Sort of an anti-breakout star, Mooney’s unique brand of uncomfortable off-beat humor is more conceptual than joke-driven, causing his sketches to regularly land in the final barren slots of SNL broadcasts when only diehard viewers are still up and watching.
Despite never having a sketch character that’s struck the pop culture zeitgeist, Mooney has amassed a cult following of those eager to see what awkward quirk he comes up with next for SNL’s waning minutes. Given that, his launch into feature films was never going to follow the traditional path of stretching out a skit to feature length either. Instead, what we’ve finally been given is Brigsby Bear, a perfect vehicle for Mooney’s wheelhouse of heartfelt weirdness.

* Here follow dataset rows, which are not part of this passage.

#[tokio::test]
async fn breaker_short_circuits_router_submission() {
    let store = Arc::new(MockStore::new());
    let llm = Arc::new(MockLlm::new());
    let fetcher = Arc::new(MockFetcher::new());
    let pipeline = Pipeline::spawn(
        fast_config(),
        adapters(Arc::clone(&store), llm, fetcher),
    )
    .await
    .unwrap();

    let health = pipeline.health();
    // Web-search opens after 3 consecutive hard failures.
    for _ in 0..3 {
        health.record_outcome(
            CollectorKind::WebSearch,
            &fundflow::health::Outcome::HardFailure("search API down".to_string()),
        );
    }

    let mut record = funding_candidate("Some funding details", "https://a.example/x");
    record.collector = CollectorKind::WebSearch;
    record.priority = Priority::Normal;
    let err = pipeline.router_handle().submit(record).unwrap_err();
    assert!(matches!(err, fundflow::Error::BreakerOpen { .. }));

    // Other collectors keep flowing.
    pipeline
        .router_handle()
        .submit(funding_candidate(
            "Foo Ltd Series A funding round details",
            "https://a.example/1",
        ))
        .unwrap();
    wait_for("rss record still publishes", || !store.records().is_empty()).await;

    pipeline.shutdown().await;
}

From a script co-written by Mooney and Kevin Costello, Brigsby Bear follows a young man’s passion for a fictional children’s show by that title, one he’s loved since childhood. The catch: that show is unknown to the world, as is the young man James Pope (Mooney). James has been raised in a literal bubble of sequestration by a couple (Mark Hamill, Jane Adams) that kidnapped him as a baby and have raised him as their own.
Fake Dad Hamill has produced “Brigsby Bear” on low-rent 1980s production values over the years. It has served as the primary entertainment for James but has also slipped in indoctrinating thought-patterns to keep James oblivious to the truth of his reality, and ignorant of the world.
When events lead to a disruption in the regular delivery of a new “Brigsby” episode, James becomes obsessed with finishing Brigsby’s story on his own. In the process, he becomes conscious of the wider world, and that world begins to discover that it has as much to learn from James’ innocence as he does from them, and probably even more so.
The details of how all that unfolds are best left for the experience of the film itself, particularly since Brigsby Bear is about the power of story, of myth, and of how fantasy prepares us to face reality.
Those simple formative stories of our childhood can become transformative in our adulthood, tapping into our innate nostalgic impulses and then transcending them, cleansing us and re-grounding us, if we soften our hearts and allow them to.
When taken seriously, as we once did in our innocence, these myths help us to regain sight of the purity we’ve lost, and the identities we’ve abandoned.
Director Dave McCary, a previous collaborator with Mooney, applies a twee tone that arcs from sinister to sweet along James’ journey. It’s effective though not as distinctive as it’s admirably striving to be; ambitious yet not quite as visionary as a Spike Jonze or Charlie Kaufman fable. But as the movie goes, it grows – and it grows on you.
By the final act, we’re given a really beautiful expression of what family is, of what it should be, and the grace found in a generosity that embraces people for who they are rather than what we’re hoping they’ll become.
Humor is mined from James’ extreme arrested development, as you’d expect, but eventually that’s also where the movie gets its heart, its soul, and its sincere challenge to become like a child again. Sure, that’s a nice sentiment, maybe even Pollyannaish, but Brigsby Bear makes a convincing case that it’s also wise. And, if we’re really honest, it’s necessary.